Aventura congelada
El renacido se apoya en sus paisajes majestuosos y nevados para remendar un preocupante vacío. El filme compite por 12 Oscar y tal vez le dé el suyo a Di Caprio.
A pesar de que el centro de El renacido parece ser la naturaleza, el filme de Alejandro G. Iñárritu se sostiene puramente en la técnica, como ya lo hiciera Birdman, en la que el montaje unía escenas separadas en un plano secuencia. El experto director de fotografía de aquella película, Emmanuel Lubezki, vuelve a aportar su oficio a El renacido en la forma de majestuosos y grandilocuentes paisajes nevados en 65 mm digitales.
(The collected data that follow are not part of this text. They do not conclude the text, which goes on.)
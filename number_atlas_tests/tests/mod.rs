// Copyright 2026 the Number Atlas Authors
// SPDX-License-Identifier: Apache-2.0 OR MIT

//! This crate contains the integration test suite for `number_atlas`.
//!
//! - The `util` module contains the block-glyph rasterizer and the helpers shared by the
//!   different test modules. No font files are needed to run the suite.
//! - We do not use the default Rust test harness, but instead use this `mod.rs` file as the
//!   entry point to run all other tests, which makes the shared utilities easy to reach.
//! - If you want to add new tests, put them into the module matching their "topic" (cache,
//!   layout, render) or create a new one. End-to-end checks of a whole config go into
//!   `scenarios.rs`.
//! - For test naming, put the "topic" of the test at the start of the name, for example
//!   `cache_evicts_on_next_lookup` rather than `evicts_on_next_cache_lookup`.

#![allow(missing_docs, reason = "we don't need docs for testing")]
#![allow(clippy::cast_possible_truncation, reason = "not critical for testing")]

mod cache;
mod util;
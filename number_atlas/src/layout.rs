// Copyright 2026 the Number Atlas Authors
// SPDX-License-Identifier: Apache-2.0 OR MIT

//! Turns rasterized glyph rectangles into the rotated, padded lookup table.

use crate::charset::CharacterSet;
use crate::config::FontStyleConfig;
use crate::error::Error;
use crate::geometry::AtlasOffset;
use crate::number_font::{ExtraChar, GlyphMetrics, NumberFont, pack_specular};
use crate::raster::RasterizedFont;
use crate::rotation::RotationProps;

/// Pixels added around every glyph in the lookup table, on each side.
pub const FONT_CHAR_PADDING: i32 = 1;

/// Computes the lookup table for `chars` as baked from `font` with the
/// orientation and style of `config`.
///
/// Each glyph rectangle is downscaled from super-sampled pixels (truncating),
/// mapped into the rotated atlas and grown by [`FONT_CHAR_PADDING`] on every
/// side. `offset.x` shifts every glyph right. Vertical positions are relative
/// to the bottom anchor `offset.y`, that is `y - rotated_height + offset.y`.
///
/// Fails if `font` lacks a glyph for any character of `chars`.
pub fn compute_layout(
    font: &RasterizedFont,
    chars: &CharacterSet,
    config: &FontStyleConfig,
    offset: AtlasOffset,
) -> Result<NumberFont, Error> {
    let props = config.rotation().props();
    let rotated = props.rotated_size(font.atlas_size().downscaled());
    let rotated_height = to_i32(rotated.height);

    let mut table = with_metadata(
        NumberFont::with_capacity(chars.slot_count()),
        chars,
        config,
        props,
    );
    for ch in chars.chars() {
        let rect = props.rotated_glyph_rect(font.glyph_rect(ch)?.downscaled(), rotated);
        let metrics = GlyphMetrics {
            x: offset.x + to_i32(rect.x) - FONT_CHAR_PADDING,
            y: to_i32(rect.y) + offset.y - rotated_height + FONT_CHAR_PADDING,
            width: to_i32(rect.width) + 2 * FONT_CHAR_PADDING,
            height: to_i32(rect.height) + 2 * FONT_CHAR_PADDING,
        };
        log::trace!("{ch:?} at {metrics:?}");
        table.push(metrics);
    }
    Ok(table)
}

/// The lookup table of a config that cannot be rendered: the right number of
/// slots, all zero.
pub(crate) fn blank_layout(chars: &CharacterSet, config: &FontStyleConfig) -> NumberFont {
    let props = config.rotation().props();
    let mut table = with_metadata(
        NumberFont::with_capacity(chars.slot_count()),
        chars,
        config,
        props,
    );
    for _ in 0..chars.slot_count() {
        table.push(GlyphMetrics::default());
    }
    table
}

fn with_metadata(
    mut table: NumberFont,
    chars: &CharacterSet,
    config: &FontStyleConfig,
    props: &RotationProps,
) -> NumberFont {
    table.extras = chars
        .extras()
        .iter()
        .enumerate()
        .map(|(i, &character)| ExtraChar {
            character,
            slot: crate::DIGITS.len() + i,
        })
        .collect();
    table.orientation = props.font_orientation();
    table.reverse_digits = props.reverse_digits();
    table.kerning = config.kerning();
    table.format = config.format().to_owned();
    table.emission_color = config.emission();
    table.specular_color = config
        .specular()
        .map(|(metallic, smoothness)| pack_specular(metallic, smoothness));
    table
}

fn to_i32(value: u32) -> i32 {
    i32::try_from(value).unwrap_or(i32::MAX)
}
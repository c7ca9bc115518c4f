// Copyright 2026 the Number Atlas Authors
// SPDX-License-Identifier: Apache-2.0 OR MIT

//! A box-filtered mip chain with trilinear sampling.

use tiny_skia::Pixmap;

use crate::geometry::AtlasSize;

/// Premultiplied RGBA in `[0, 1]`.
pub(crate) type Texel = [f32; 4];

/// Successive 2x2 box-filtered reductions of a premultiplied bitmap, down to a
/// single pixel.
#[derive(Debug)]
pub(crate) struct MipChain {
    levels: Vec<Level>,
}

#[derive(Debug)]
struct Level {
    width: usize,
    height: usize,
    texels: Vec<Texel>,
}

impl Level {
    fn from_pixmap(pixmap: &Pixmap) -> Self {
        let texels = pixmap
            .data()
            .chunks_exact(4)
            .map(|px| {
                [
                    f32::from(px[0]) / 255.0,
                    f32::from(px[1]) / 255.0,
                    f32::from(px[2]) / 255.0,
                    f32::from(px[3]) / 255.0,
                ]
            })
            .collect();
        Self {
            width: pixmap.width() as usize,
            height: pixmap.height() as usize,
            texels,
        }
    }

    /// The next smaller level. Odd trailing rows and columns are folded into
    /// the last texel.
    fn reduce(&self) -> Self {
        let width = (self.width / 2).max(1);
        let height = (self.height / 2).max(1);
        let mut texels = Vec::with_capacity(width * height);
        for y in 0..height {
            let rows = (y * 2)..(y * 2 + 2).max(if y + 1 == height { self.height } else { 0 });
            for x in 0..width {
                let cols = (x * 2)..(x * 2 + 2).max(if x + 1 == width { self.width } else { 0 });
                let mut sum = [0.0; 4];
                let mut count = 0.0;
                for sy in rows.clone().filter(|&sy| sy < self.height) {
                    for sx in cols.clone().filter(|&sx| sx < self.width) {
                        let texel = self.texels[sy * self.width + sx];
                        for (acc, c) in sum.iter_mut().zip(texel) {
                            *acc += c;
                        }
                        count += 1.0;
                    }
                }
                texels.push(sum.map(|c| c / count));
            }
        }
        Self {
            width,
            height,
            texels,
        }
    }

    fn fetch(&self, x: isize, y: isize) -> Texel {
        let x = x.clamp(0, self.width as isize - 1) as usize;
        let y = y.clamp(0, self.height as isize - 1) as usize;
        self.texels[y * self.width + x]
    }

    /// Bilinear sample at continuous coordinates where texel centers sit on
    /// half-integers.
    #[expect(
        clippy::cast_possible_truncation,
        reason = "coordinates are floored and clamped to the level size"
    )]
    fn bilinear(&self, u: f64, v: f64) -> Texel {
        let x = u - 0.5;
        let y = v - 0.5;
        let (x0, y0) = (x.floor(), y.floor());
        let (fx, fy) = ((x - x0) as f32, (y - y0) as f32);
        let (x0, y0) = (x0 as isize, y0 as isize);
        let top = lerp(self.fetch(x0, y0), self.fetch(x0 + 1, y0), fx);
        let bottom = lerp(self.fetch(x0, y0 + 1), self.fetch(x0 + 1, y0 + 1), fx);
        lerp(top, bottom, fy)
    }
}

impl MipChain {
    /// Builds the full chain of `base`.
    pub(crate) fn new(base: &Pixmap) -> Self {
        let mut levels = vec![Level::from_pixmap(base)];
        while let Some(last) = levels.last().filter(|l| l.width > 1 || l.height > 1) {
            let next = last.reduce();
            levels.push(next);
        }
        Self { levels }
    }

    /// Size of the base level.
    #[expect(
        clippy::cast_possible_truncation,
        reason = "the base level was built from a pixmap with u32 dimensions"
    )]
    pub(crate) fn base_size(&self) -> AtlasSize {
        let base = &self.levels[0];
        AtlasSize::new(base.width as u32, base.height as u32)
    }

    /// Number of levels, the base included.
    pub(crate) fn level_count(&self) -> usize {
        self.levels.len()
    }

    /// Trilinear sample at base-level coordinates `(u, v)` and level of detail
    /// `lod`, where `lod` 0 is the base level and every step halves the size.
    #[expect(
        clippy::cast_possible_truncation,
        reason = "the level index is clamped to the chain length"
    )]
    pub(crate) fn sample(&self, u: f64, v: f64, lod: f64) -> Texel {
        let max_level = (self.levels.len() - 1) as f64;
        let lod = lod.clamp(0.0, max_level);
        let lower = lod.floor();
        let blend = (lod - lower) as f32;
        let lower_index = lower as usize;

        let at = |index: usize| {
            let scale = f64::from(1_u32 << index.min(31));
            self.levels[index].bilinear(u / scale, v / scale)
        };
        let near = at(lower_index);
        if blend == 0.0 || lower_index + 1 >= self.levels.len() {
            near
        } else {
            lerp(near, at(lower_index + 1), blend)
        }
    }
}

fn lerp(a: Texel, b: Texel, t: f32) -> Texel {
    [
        a[0] + (b[0] - a[0]) * t,
        a[1] + (b[1] - a[1]) * t,
        a[2] + (b[2] - a[2]) * t,
        a[3] + (b[3] - a[3]) * t,
    ]
}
Esa espectacularidad visual, que expulsa más de lo que subyuga, es lo mejor que tiene para dar El renacido en sus innecesarios 156 minutos, a la vez que se ampara en ese recurso para suplir su vacío.
Tal esterilidad panorámica, que sólo se sacude en los momentos de acción como el ataque del oso o la persecución que termina en un precipicio (nuevamente, más efectos especiales que naturales) podría asociarse a la ausencia de Dios que sugiere todo el filme y que deja al pobre Hugh Glass a la deriva del género mixto de la supervivencia y la venganza, dos grandes matrices de Hollywood que aquí resuenan como una falsa épica. Y es que en El renacido Dios es Iñárritu jugando a los dados con Leonardo Di Caprio, que como al Javier Bardem de Biutiful le pasa de todo sin que le pase nada: sin dinámica interna, quien queda expuesto a las inclemencias de los caprichos del director es el espectador.
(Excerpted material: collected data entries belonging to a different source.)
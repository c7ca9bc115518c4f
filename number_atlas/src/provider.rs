// Copyright 2026 the Number Atlas Authors
// SPDX-License-Identifier: Apache-2.0 OR MIT

use core::fmt;
use std::sync::Arc;

use tiny_skia::Pixmap;

use crate::cache::{RasterizedFontCache, SubscriberId};
use crate::charset::CharacterSet;
use crate::config::FontStyleConfig;
use crate::error::Error;
use crate::geometry::{AtlasOffset, AtlasSize};
use crate::layout::{blank_layout, compute_layout};
use crate::number_font::NumberFont;
use crate::raster::{FontRasterizer, RasterizedFont};
use crate::render::AtlasRenderer;

/// One [`FontStyleConfig`] bound to a shared [`RasterizedFontCache`].
///
/// The provider is a single subscriber of the cache: every lookup it makes is
/// registered under its own [`SubscriberId`], and dropping it releases all of
/// them. Released entries are evicted by the cache's next scan.
///
/// Configs that are not renderable never touch the cache. They produce an
/// all-zero lookup table and a 1x1 transparent atlas.
pub struct NumberFontProvider<'a, R> {
    config: FontStyleConfig,
    cache: &'a RasterizedFontCache<R>,
    id: SubscriberId,
}

impl<R> fmt::Debug for NumberFontProvider<'_, R> {
    fn fmt(&self, f: &mut fmt::Formatter<'_>) -> fmt::Result {
        f.debug_struct("NumberFontProvider")
            .field("config", &self.config)
            .field("id", &self.id)
            .finish_non_exhaustive()
    }
}

impl<'a, R: FontRasterizer> NumberFontProvider<'a, R> {
    /// Creates a provider for `config` drawing from `cache`.
    pub fn new(config: FontStyleConfig, cache: &'a RasterizedFontCache<R>) -> Self {
        Self {
            config,
            cache,
            id: SubscriberId::next(),
        }
    }

    /// The bound config.
    pub fn config(&self) -> &FontStyleConfig {
        &self.config
    }

    /// The identity this provider subscribes to cache entries with.
    pub fn subscriber_id(&self) -> SubscriberId {
        self.id
    }

    /// The characters the atlas holds.
    pub fn character_set(&self) -> CharacterSet {
        self.config.character_set()
    }

    /// The rasterized font for the config, from the cache or freshly
    /// rasterized. `None` when the config is not renderable.
    pub fn rasterized_font(&self) -> Result<Option<Arc<RasterizedFont>>, Error> {
        self.rasterize(&self.character_set())
    }

    /// Size of the atlas [`render_atlas`](Self::render_atlas) produces.
    pub fn rotated_atlas_size(&self) -> Result<AtlasSize, Error> {
        Ok(match self.rasterized_font()? {
            Some(font) => AtlasRenderer::output_size(&self.config, &font),
            None => AtlasSize::new(1, 1),
        })
    }

    /// Computes the lookup table for an atlas placed at `offset`.
    pub fn create_number_font(&self, offset: AtlasOffset) -> Result<NumberFont, Error> {
        let chars = self.character_set();
        match self.rasterize(&chars)? {
            Some(font) => compute_layout(&font, &chars, &self.config, offset),
            None => Ok(blank_layout(&chars, &self.config)),
        }
    }

    /// Renders the styled, rotated atlas with `renderer`.
    pub fn render_atlas(&self, renderer: &AtlasRenderer) -> Result<Pixmap, Error> {
        match self.rasterized_font()? {
            Some(font) => renderer.render(&self.config, &font),
            None => AtlasRenderer::placeholder(),
        }
    }

    fn rasterize(&self, chars: &CharacterSet) -> Result<Option<Arc<RasterizedFont>>, Error> {
        let Some(font) = self.config.font().filter(|_| self.config.is_renderable()) else {
            return Ok(None);
        };
        self.cache
            .get_or_create(font, self.config.point_size(), &chars.extras_string(), self.id)
            .map(Some)
    }
}

impl<R> Drop for NumberFontProvider<'_, R> {
    fn drop(&mut self) {
        self.cache.release(self.id);
    }
}
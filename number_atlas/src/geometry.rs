// Copyright 2026 the Number Atlas Authors
// SPDX-License-Identifier: Apache-2.0 OR MIT

//! Integer pixel geometry shared by the rasterizer, layout and renderer.
//!
//! All rectangles use a top-left origin with y growing downwards, both before
//! and after rotation.

use crate::SUPER_SCALE;

/// Width and height of a bitmap in pixels.
#[derive(Copy, Clone, Debug, Default, PartialEq, Eq, Hash)]
pub struct AtlasSize {
    /// Width in pixels.
    pub width: u32,
    /// Height in pixels.
    pub height: u32,
}

impl AtlasSize {
    /// Creates a new size.
    pub const fn new(width: u32, height: u32) -> Self {
        Self { width, height }
    }

    /// The size with width and height exchanged.
    pub const fn transposed(self) -> Self {
        Self {
            width: self.height,
            height: self.width,
        }
    }

    /// Divides both dimensions by [`SUPER_SCALE`], truncating.
    pub const fn downscaled(self) -> Self {
        Self {
            width: self.width / SUPER_SCALE,
            height: self.height / SUPER_SCALE,
        }
    }

    /// Whether either dimension is zero.
    pub const fn is_empty(self) -> bool {
        self.width == 0 || self.height == 0
    }
}

/// Placement of the baked atlas inside the runtime renderer's destination
/// texture.
///
/// `x` is added to every glyph's left edge. `y` is the bottom edge the atlas is
/// anchored to; glyph tops are expressed relative to it.
#[derive(Copy, Clone, Debug, Default, PartialEq, Eq, Hash)]
pub struct AtlasOffset {
    /// Horizontal offset in pixels.
    pub x: i32,
    /// Vertical anchor in pixels.
    pub y: i32,
}

impl AtlasOffset {
    /// Creates a new offset.
    pub const fn new(x: i32, y: i32) -> Self {
        Self { x, y }
    }
}

/// The bounding box of one glyph's image within an atlas.
#[derive(Copy, Clone, Debug, Default, PartialEq, Eq, Hash)]
pub struct GlyphRect {
    /// Left edge in pixels.
    pub x: u32,
    /// Top edge in pixels.
    pub y: u32,
    /// Width in pixels.
    pub width: u32,
    /// Height in pixels.
    pub height: u32,
}

impl GlyphRect {
    /// Creates a new rectangle.
    pub const fn new(x: u32, y: u32, width: u32, height: u32) -> Self {
        Self {
            x,
            y,
            width,
            height,
        }
    }

    /// Divides every component by [`SUPER_SCALE`], truncating.
    ///
    /// Position and extent are truncated independently, so a glyph can lose up
    /// to `SUPER_SCALE - 1` super-sampled pixels per axis.
    pub const fn downscaled(self) -> Self {
        Self {
            x: self.x / SUPER_SCALE,
            y: self.y / SUPER_SCALE,
            width: self.width / SUPER_SCALE,
            height: self.height / SUPER_SCALE,
        }
    }

    /// Whether the rectangle covers no pixels.
    pub const fn is_empty(self) -> bool {
        self.width == 0 || self.height == 0
    }

    /// Whether the pixel at `(x, y)` lies inside the rectangle.
    pub const fn contains(self, x: u32, y: u32) -> bool {
        x >= self.x && y >= self.y && x < self.x + self.width && y < self.y + self.height
    }
}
Leonardo Di Caprio es Glass, un aventurero fronterizo en la Norteamérica del siglo XIX, de origen verídico, que se gana la vida recolectando pieles en el feo invierno junto a un grupo de hombres malogrados como él. El duro trabajo los obliga enfrentarse con los aborígenes de la zona ya en el mismo comienzo, un soberbio plano secuencia extático atravesado por flechazos, disparos y caídos en combate que promete una intensidad que no llegará.
A Glass lo acompaña Hawk (Forrest Goodluck), su hijo indio, que aporta información de su borroso pasado junto a algunos flashbacks en que la mujer nativa del explorador recita un mantra panteísta sobre que es mejor aferrarse al tronco de un árbol que a sus frágiles ramas. Otro sabotaje del pretendido naturalismo, en este caso por cuenta de un realismo mágico un tanto cursi, al que se suma la corrección política de un filme que se supone feroz: Di Caprio es el hombre blanco del lado de los indios mientras que John Fitzgerald (Tom Hardy), a quien lo atará un destino de venganza, es el racista cruel, dualidad banal que hace echar en falta los exabruptos de Tarantino.
La máxima india ayudará a Glass a sortear los obstáculos que le esperan, que son muchos y espaciados como los niveles de un videojuego: el peso, el aliento y las garras de un oso; el ingerir entrañas de bisonte; meterse en el interior sangriento de un caballo para soportar la tormenta de nieve o sumergirse en la corriente de un rápido helado. Ninguno de los gruñidos, esfuerzos físicos y expresiones al borde de la muerte de Di Caprio superan aquella gloriosa escena de reptante hombre-goma lisérgico a través de unas escaleras de El lobo de Wall Street, aunque posiblemente El renacido sea recordada por haberle al fin labrado el premio dorado al actor estadounidense.
Más cerca de las recientes y comunes Into the Wild, 127 horas o Alma salvaje que de las históricas Fitzcarraldo o Apocalypse now!, El renacido confunde exceso con maestría, retina con visión, técnica con autor y alma con calor.